Work item :: Within the data that follows, set down exactly the lines from the one containing "private scalar input." through the one containing "pub struct WitnessRequest", both ends included.

Input ::
[Start of Attachment]
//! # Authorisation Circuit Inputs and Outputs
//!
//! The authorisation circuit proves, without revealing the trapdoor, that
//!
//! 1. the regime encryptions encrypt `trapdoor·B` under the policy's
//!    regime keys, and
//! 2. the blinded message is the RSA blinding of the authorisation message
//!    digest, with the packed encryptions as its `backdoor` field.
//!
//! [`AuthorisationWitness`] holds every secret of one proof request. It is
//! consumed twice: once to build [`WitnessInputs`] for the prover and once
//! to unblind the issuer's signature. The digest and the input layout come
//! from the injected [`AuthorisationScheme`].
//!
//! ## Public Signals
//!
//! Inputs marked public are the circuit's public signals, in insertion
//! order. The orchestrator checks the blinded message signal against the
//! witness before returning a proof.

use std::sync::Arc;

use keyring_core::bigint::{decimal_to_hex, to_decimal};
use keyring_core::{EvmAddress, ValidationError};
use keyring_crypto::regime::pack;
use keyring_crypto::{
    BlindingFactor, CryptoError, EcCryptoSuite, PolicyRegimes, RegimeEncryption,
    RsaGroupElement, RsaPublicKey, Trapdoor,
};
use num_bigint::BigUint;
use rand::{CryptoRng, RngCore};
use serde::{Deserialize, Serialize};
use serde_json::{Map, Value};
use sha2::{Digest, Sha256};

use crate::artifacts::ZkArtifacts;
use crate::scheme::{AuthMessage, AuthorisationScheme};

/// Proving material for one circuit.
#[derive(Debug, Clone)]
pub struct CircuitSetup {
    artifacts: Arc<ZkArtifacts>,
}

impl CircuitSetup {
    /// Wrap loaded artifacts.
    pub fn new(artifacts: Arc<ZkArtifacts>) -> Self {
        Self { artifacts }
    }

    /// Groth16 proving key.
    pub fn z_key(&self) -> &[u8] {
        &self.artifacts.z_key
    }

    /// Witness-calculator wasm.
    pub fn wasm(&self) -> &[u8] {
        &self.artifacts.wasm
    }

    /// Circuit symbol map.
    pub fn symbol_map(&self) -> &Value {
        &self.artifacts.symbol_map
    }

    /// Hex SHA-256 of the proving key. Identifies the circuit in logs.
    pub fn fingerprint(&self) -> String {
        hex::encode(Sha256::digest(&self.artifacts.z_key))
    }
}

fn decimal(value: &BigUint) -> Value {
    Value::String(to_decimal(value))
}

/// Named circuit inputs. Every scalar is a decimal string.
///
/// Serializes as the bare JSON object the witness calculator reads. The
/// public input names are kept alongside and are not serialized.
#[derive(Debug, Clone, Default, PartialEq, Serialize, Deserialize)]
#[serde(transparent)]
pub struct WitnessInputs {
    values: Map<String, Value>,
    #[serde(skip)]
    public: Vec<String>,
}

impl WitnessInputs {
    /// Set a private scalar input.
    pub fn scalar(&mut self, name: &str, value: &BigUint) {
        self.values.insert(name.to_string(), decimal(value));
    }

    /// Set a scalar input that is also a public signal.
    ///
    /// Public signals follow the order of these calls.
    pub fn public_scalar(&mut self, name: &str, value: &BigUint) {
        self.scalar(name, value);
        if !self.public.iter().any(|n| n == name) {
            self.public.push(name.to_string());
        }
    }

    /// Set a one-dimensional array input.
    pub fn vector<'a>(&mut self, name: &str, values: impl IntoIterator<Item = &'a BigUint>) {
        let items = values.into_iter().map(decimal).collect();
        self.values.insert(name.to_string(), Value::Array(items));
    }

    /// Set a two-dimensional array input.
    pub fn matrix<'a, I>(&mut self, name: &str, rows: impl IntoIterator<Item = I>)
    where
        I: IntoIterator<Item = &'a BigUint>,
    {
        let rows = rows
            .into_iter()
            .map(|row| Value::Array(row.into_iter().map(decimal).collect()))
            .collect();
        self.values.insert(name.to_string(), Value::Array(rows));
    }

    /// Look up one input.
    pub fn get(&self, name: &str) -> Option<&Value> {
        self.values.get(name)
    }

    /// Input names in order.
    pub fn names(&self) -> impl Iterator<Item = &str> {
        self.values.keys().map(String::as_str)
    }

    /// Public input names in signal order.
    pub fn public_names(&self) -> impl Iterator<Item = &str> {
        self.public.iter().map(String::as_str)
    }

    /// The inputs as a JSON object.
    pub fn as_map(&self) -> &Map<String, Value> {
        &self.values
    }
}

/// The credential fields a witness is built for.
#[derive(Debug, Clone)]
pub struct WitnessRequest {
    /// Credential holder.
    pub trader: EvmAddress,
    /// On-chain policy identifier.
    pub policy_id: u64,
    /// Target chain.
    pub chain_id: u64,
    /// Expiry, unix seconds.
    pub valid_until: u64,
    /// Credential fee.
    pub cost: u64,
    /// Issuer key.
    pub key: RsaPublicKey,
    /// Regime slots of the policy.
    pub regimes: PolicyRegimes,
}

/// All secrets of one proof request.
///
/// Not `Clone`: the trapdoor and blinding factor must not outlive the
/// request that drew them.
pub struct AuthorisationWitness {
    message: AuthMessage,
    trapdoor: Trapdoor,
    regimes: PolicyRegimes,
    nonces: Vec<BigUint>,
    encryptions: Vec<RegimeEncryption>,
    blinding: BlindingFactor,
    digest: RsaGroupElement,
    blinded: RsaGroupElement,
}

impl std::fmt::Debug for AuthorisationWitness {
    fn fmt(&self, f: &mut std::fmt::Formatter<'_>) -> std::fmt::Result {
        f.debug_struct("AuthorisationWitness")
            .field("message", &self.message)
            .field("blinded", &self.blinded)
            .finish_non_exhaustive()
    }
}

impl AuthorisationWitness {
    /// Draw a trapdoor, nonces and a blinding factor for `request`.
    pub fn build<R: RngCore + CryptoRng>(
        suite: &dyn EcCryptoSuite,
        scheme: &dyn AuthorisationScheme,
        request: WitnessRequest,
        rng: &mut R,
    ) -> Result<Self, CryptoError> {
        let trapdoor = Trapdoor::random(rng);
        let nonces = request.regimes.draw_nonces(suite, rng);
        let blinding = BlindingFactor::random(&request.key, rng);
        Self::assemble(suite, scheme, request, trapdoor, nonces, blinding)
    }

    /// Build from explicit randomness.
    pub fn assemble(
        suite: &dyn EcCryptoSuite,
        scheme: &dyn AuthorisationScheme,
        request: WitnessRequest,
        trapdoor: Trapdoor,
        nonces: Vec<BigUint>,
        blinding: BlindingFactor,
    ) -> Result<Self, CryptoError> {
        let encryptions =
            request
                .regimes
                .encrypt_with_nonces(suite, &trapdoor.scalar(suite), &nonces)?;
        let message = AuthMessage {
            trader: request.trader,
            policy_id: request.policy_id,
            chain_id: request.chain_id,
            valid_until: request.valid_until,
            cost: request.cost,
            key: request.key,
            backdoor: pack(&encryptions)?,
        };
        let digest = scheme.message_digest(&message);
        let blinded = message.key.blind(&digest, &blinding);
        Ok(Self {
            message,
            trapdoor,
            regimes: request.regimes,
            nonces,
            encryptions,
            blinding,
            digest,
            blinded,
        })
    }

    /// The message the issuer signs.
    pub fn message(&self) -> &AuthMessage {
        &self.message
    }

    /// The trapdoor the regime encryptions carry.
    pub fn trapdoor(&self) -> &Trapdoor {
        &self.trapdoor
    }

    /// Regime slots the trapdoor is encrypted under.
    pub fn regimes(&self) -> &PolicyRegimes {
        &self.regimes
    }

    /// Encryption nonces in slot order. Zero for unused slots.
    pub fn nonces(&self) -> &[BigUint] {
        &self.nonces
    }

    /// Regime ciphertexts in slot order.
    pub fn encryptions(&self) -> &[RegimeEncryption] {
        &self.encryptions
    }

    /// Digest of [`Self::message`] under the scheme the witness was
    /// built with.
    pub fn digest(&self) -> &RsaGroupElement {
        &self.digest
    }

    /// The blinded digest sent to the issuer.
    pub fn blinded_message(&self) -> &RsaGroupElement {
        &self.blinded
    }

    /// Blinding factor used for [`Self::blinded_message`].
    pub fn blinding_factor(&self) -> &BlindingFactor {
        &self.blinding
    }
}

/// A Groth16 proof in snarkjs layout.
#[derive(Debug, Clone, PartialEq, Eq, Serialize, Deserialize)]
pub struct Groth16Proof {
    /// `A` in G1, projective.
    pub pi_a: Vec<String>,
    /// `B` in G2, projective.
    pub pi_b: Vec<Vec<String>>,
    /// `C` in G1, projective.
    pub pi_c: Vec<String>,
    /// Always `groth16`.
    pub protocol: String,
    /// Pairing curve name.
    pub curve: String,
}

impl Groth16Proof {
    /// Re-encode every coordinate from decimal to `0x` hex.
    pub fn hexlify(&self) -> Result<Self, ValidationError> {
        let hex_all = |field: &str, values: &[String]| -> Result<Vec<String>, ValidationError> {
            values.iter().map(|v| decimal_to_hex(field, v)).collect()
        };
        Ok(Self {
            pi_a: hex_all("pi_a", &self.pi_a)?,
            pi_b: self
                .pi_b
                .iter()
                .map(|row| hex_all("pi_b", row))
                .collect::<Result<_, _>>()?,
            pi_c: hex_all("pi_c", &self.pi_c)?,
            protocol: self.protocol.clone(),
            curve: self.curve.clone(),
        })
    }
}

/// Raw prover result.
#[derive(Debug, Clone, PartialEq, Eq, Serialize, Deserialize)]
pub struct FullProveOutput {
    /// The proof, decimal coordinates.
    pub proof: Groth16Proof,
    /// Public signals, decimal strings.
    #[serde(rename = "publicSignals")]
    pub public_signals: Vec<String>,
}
[End of Attachment]
[Start of Attachment]
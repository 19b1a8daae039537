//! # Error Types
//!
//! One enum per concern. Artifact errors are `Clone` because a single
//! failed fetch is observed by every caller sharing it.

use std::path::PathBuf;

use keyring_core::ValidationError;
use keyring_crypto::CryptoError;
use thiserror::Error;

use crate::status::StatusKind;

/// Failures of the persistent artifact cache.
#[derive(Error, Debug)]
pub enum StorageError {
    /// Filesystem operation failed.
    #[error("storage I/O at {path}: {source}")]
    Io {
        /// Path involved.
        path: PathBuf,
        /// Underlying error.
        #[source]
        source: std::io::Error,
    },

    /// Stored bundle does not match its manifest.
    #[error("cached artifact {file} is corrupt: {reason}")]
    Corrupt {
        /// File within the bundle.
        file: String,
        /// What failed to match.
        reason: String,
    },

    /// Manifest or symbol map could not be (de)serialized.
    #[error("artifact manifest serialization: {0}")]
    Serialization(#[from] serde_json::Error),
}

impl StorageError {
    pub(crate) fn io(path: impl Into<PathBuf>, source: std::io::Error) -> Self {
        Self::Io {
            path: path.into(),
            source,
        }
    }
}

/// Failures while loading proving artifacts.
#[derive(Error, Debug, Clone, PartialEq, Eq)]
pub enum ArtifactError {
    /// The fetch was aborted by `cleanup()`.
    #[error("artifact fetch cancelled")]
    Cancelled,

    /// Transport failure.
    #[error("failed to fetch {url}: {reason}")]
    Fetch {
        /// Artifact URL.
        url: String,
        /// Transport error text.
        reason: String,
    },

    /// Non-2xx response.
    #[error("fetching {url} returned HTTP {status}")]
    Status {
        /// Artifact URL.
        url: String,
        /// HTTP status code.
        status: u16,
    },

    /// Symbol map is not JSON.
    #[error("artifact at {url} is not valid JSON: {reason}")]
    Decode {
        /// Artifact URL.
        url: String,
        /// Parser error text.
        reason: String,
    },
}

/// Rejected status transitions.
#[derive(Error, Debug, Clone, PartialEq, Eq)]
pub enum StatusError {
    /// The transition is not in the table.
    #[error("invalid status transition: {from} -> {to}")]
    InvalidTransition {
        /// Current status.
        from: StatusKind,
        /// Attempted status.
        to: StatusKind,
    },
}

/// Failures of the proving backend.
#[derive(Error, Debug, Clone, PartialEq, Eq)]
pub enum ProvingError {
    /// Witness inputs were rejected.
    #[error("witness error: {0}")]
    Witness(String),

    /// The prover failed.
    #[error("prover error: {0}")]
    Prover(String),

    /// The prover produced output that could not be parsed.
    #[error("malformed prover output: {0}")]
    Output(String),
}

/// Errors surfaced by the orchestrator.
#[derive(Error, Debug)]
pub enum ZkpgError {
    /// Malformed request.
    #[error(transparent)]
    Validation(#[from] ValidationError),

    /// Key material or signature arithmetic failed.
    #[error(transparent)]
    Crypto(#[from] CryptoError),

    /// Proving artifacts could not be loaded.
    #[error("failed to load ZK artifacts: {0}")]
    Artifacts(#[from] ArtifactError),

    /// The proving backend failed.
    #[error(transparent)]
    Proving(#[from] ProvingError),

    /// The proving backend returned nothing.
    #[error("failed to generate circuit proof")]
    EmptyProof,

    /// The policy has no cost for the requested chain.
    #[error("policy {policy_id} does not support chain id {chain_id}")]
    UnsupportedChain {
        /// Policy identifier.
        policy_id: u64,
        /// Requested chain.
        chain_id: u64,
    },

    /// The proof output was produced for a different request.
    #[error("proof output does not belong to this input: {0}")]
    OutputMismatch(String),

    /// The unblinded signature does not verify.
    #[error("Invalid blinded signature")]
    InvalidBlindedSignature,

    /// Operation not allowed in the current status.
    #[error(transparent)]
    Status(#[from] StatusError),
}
[End of Attachment]
Exercise result ::
    /// Set a private scalar input.
    pub fn scalar(&mut self, name: &str, value: &BigUint) {
        self.values.insert(name.to_string(), decimal(value));
    }

    /// Set a scalar input that is also a public signal.
    ///
    /// Public signals follow the order of these calls.
    pub fn public_scalar(&mut self, name: &str, value: &BigUint) {
        self.scalar(name, value);
        if !self.public.iter().any(|n| n == name) {
            self.public.push(name.to_string());
        }
    }

    /// Set a one-dimensional array input.
    pub fn vector<'a>(&mut self, name: &str, values: impl IntoIterator<Item = &'a BigUint>) {
        let items = values.into_iter().map(decimal).collect();
        self.values.insert(name.to_string(), Value::Array(items));
    }

    /// Set a two-dimensional array input.
    pub fn matrix<'a, I>(&mut self, name: &str, rows: impl IntoIterator<Item = I>)
    where
        I: IntoIterator<Item = &'a BigUint>,
    {
        let rows = rows
            .into_iter()
            .map(|row| Value::Array(row.into_iter().map(decimal).collect()))
            .collect();
        self.values.insert(name.to_string(), Value::Array(rows));
    }

    /// Look up one input.
    pub fn get(&self, name: &str) -> Option<&Value> {
        self.values.get(name)
    }

    /// Input names in order.
    pub fn names(&self) -> impl Iterator<Item = &str> {
        self.values.keys().map(String::as_str)
    }

    /// Public input names in signal order.
    pub fn public_names(&self) -> impl Iterator<Item = &str> {
        self.public.iter().map(String::as_str)
    }

    /// The inputs as a JSON object.
    pub fn as_map(&self) -> &Map<String, Value> {
        &self.values
    }
}

/// The credential fields a witness is built for.
#[derive(Debug, Clone)]
pub struct WitnessRequest {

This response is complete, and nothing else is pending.